Please don’t mistake my use of the word hope there. I do not mean to communicate that Joel Gascoigne and his team act as if they “hope” the product Buffer will work on a day-in-day-out basis. Just like my company, I have no doubt that everyone there striving for the best at Buffer works hard towards perfection.
At Bottle Rocket, we deliver premium apps for our customers by paying attention to every single detail. Whether you are designing and coding a new feature, answering an email request from a customer, or conceptualizing the next great hall-of-fame app with a prospect, we must look for innovation in every nook and cranny of the strategy. To accomplish that, we must have hope.
It is the only thing that can fuel real growth. If you wan to move beyond your current capability and understanding, you need fuel. There is no way I would have grown as much without it.
Without knowing all of the story behind Buffer, I am going to speculate a little here. Unless they are the one exception to the rule, most great company cultures start with some growing pains. Not every user and customer wakes up every day happy with your service. Some iterations result in bad code, poorly researched features, and untested edge cases. When those growth pains hit, something better be propelling you forward to the goal.
In other words, hope.
We have hope in our ability to resolve roadblocks and fix problems. We are confident that our ideas have legs. For sure, we are sure that we will listen to every concern and answer every question.

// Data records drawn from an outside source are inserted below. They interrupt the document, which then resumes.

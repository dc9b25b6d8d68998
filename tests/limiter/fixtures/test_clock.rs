// tests/limiter/fixtures/test_clock.rs

// dependencies
use std::sync::Arc;
use std::sync::atomic::{AtomicU64, Ordering};
use window_limiter::Clock;

// Test clock implementation
#[derive(Debug, Clone)]
pub struct TestClock {
    time: Arc<AtomicU64>, // Store as nanos
}

impl TestClock {
    pub fn new(initial_time: f64) -> Self {
        Self {
            time: Arc::new(AtomicU64::new((initial_time * 1_000_000_000.0) as u64)),
        }
    }

    pub fn advance(&self, seconds: f64) {
        let nanos = (seconds * 1_000_000_000.0) as u64;
        self.time.fetch_add(nanos, Ordering::Relaxed);
    }

    pub fn set_time(&self, seconds: f64) {
        let nanos = (seconds * 1_000_000_000.0) as u64;
        self.time.store(nanos, Ordering::Relaxed);
    }

    // Helper to get time as f64 for test assertions
    pub fn time_as_f64(&self) -> f64 {
        self.time.load(Ordering::Relaxed) as f64 / 1_000_000_000.0
    }
}

impl Clock for TestClock {
    fn now(&self) -> u64 {
        self.time.load(Ordering::Relaxed)
    }
}

#[cfg(test)]
mod tests {
    use super::*;

    #[test]
    fn test_clock_advances_time() {
        let clock = TestClock::new(5.0);
        assert_eq!(clock.time_as_f64(), 5.0);

        clock.advance(2.5);
        assert_eq!(clock.time_as_f64(), 7.5);

        clock.set_time(0.0);
        assert_eq!(clock.time_as_f64(), 0.0);
    }
}
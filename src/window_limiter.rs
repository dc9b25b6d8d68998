// src/window_limiter.rs

// window-limiter: a sliding window rate limiter with exact per-timestamp
// admission counting.

// dependencies
use crate::clock::{Clock, SystemClock};
use crate::config::WindowLimiterConfig;
use crate::errors::WindowLimiterError;
use std::collections::BTreeMap;
use std::sync::{Mutex, PoisonError};
use std::time::Duration;

/// Admission ledger for one protected resource.
///
/// Admitted requests are keyed by the timestamp at which they were admitted;
/// the value is the number of admissions recorded at that exact timestamp.
/// Requests arriving at an identical timestamp collapse into one entry, so
/// memory is bounded by the number of distinct timestamps seen within one
/// window rather than by raw request count.
#[derive(Debug, Default)]
pub(crate) struct Ledger {
    admissions: BTreeMap<u64, u64>,
    window_start: Option<u64>,
}

impl Ledger {
    /// Run one full admission decision at timestamp `now`.
    ///
    /// The very first call only starts the timer; there is nothing to purge
    /// yet. Every later call first drops entries that have aged out of the
    /// trailing window, then counts what remains. Expired entries are dropped
    /// before the capacity check, never after, so the capacity invariant
    /// holds at the point of decision and rejected traffic still pays for its
    /// own cleanup.
    pub(crate) fn admit_at(&mut self, now: u64, capacity: u64, window_nanos: u64) -> bool {
        if self.window_start.is_none() {
            self.window_start = Some(now);
        } else {
            self.drop_expired(now, window_nanos);
        }

        let total: u64 = self.admissions.values().sum();
        if total < capacity {
            *self.admissions.entry(now).or_insert(0) += 1;
            true
        } else {
            false
        }
    }

    // An entry recorded at `at` expires once a full window has elapsed:
    // `at + window <= now` is out, `at + window > now` is retained. The
    // window trails each call's own timestamp, not a fixed epoch.
    fn drop_expired(&mut self, now: u64, window_nanos: u64) {
        self.admissions
            .retain(|&at, _| at.saturating_add(window_nanos) > now);
    }

    /// Timestamp of the most recent activity, for staleness checks.
    pub(crate) fn last_activity(&self) -> Option<u64> {
        self.admissions
            .keys()
            .next_back()
            .copied()
            .or(self.window_start)
    }

    #[cfg(test)]
    fn entry_count(&self) -> usize {
        self.admissions.len()
    }
}

/// The main WindowLimiter model.
/// C is the clock type, defaulting to SystemClock.
/// One instance guards one rate-limited resource; the ledger lives behind a
/// mutex so the whole decision runs as a single serialized critical section.
#[derive(Debug)]
pub struct WindowLimiter<C = SystemClock>
where
    C: Clock,
{
    capacity: u64,
    window_nanos: u64,
    ledger: Mutex<Ledger>,
    clock: C,
}

// methods for the WindowLimiter type
impl<C> WindowLimiter<C>
where
    C: Clock,
{
    // method to create a new limiter given a validated capacity and window
    fn new(capacity: u64, window: Duration, clock: C) -> Self {
        Self {
            capacity,
            window_nanos: window.as_nanos() as u64,
            ledger: Mutex::new(Ledger::default()),
            clock,
        }
    }

    // method to create a new limiter from a config object
    pub fn with_config(config: WindowLimiterConfig, clock: C) -> Result<Self, WindowLimiterError> {
        config.validate()?;
        Ok(Self::new(config.capacity, config.window, clock))
    }

    // accessor method to return the configured capacity
    pub fn capacity(&self) -> u64 {
        self.capacity
    }

    // accessor method to return the configured window duration
    pub fn window(&self) -> Duration {
        Duration::from_nanos(self.window_nanos)
    }

    /// Decide whether the request arriving now may proceed.
    ///
    /// Returns `true` when fewer than `capacity` admissions have been
    /// recorded within the trailing window ending at this call's timestamp;
    /// the admission is recorded before returning. Returns `false` otherwise,
    /// leaving the ledger unmodified. Never errors: a rejection is a routine
    /// outcome, not a fault.
    ///
    /// Concurrent callers are totally ordered per instance. The clock is
    /// read inside the critical section, so requests that observe the same
    /// timestamp are still resolved against one serialized total and exactly
    /// one caller can take the last remaining slot.
    pub fn try_admit(&self) -> bool {
        // A poisoned lock only means another caller panicked mid-decision;
        // the ledger is plain integer state and remains coherent.
        let mut ledger = self.ledger.lock().unwrap_or_else(PoisonError::into_inner);
        let now = self.clock.now();
        ledger.admit_at(now, self.capacity, self.window_nanos)
    }

    #[cfg(test)]
    fn ledger_entries(&self) -> usize {
        self.ledger
            .lock()
            .unwrap_or_else(PoisonError::into_inner)
            .entry_count()
    }
}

That goes beyond a brand identity. It describes corporate cultures, company values and personal creeds. I hope I’m answering for Gascoigne, Calvin Carter, Tim Cook, Sergei Brin, Leo Laporte, and more.
I know I’m answering for Chris Murman. That hope gets me out of bed every morning and is based not just in myself. I’m thankful for that attitude, and it’s source. It has pushed my personal growth through alcoholism and seven awesome years of marriage, professionally in the mobile industry as an agile coach, and spiritually to realize it’s not all about me.
Do you have hope?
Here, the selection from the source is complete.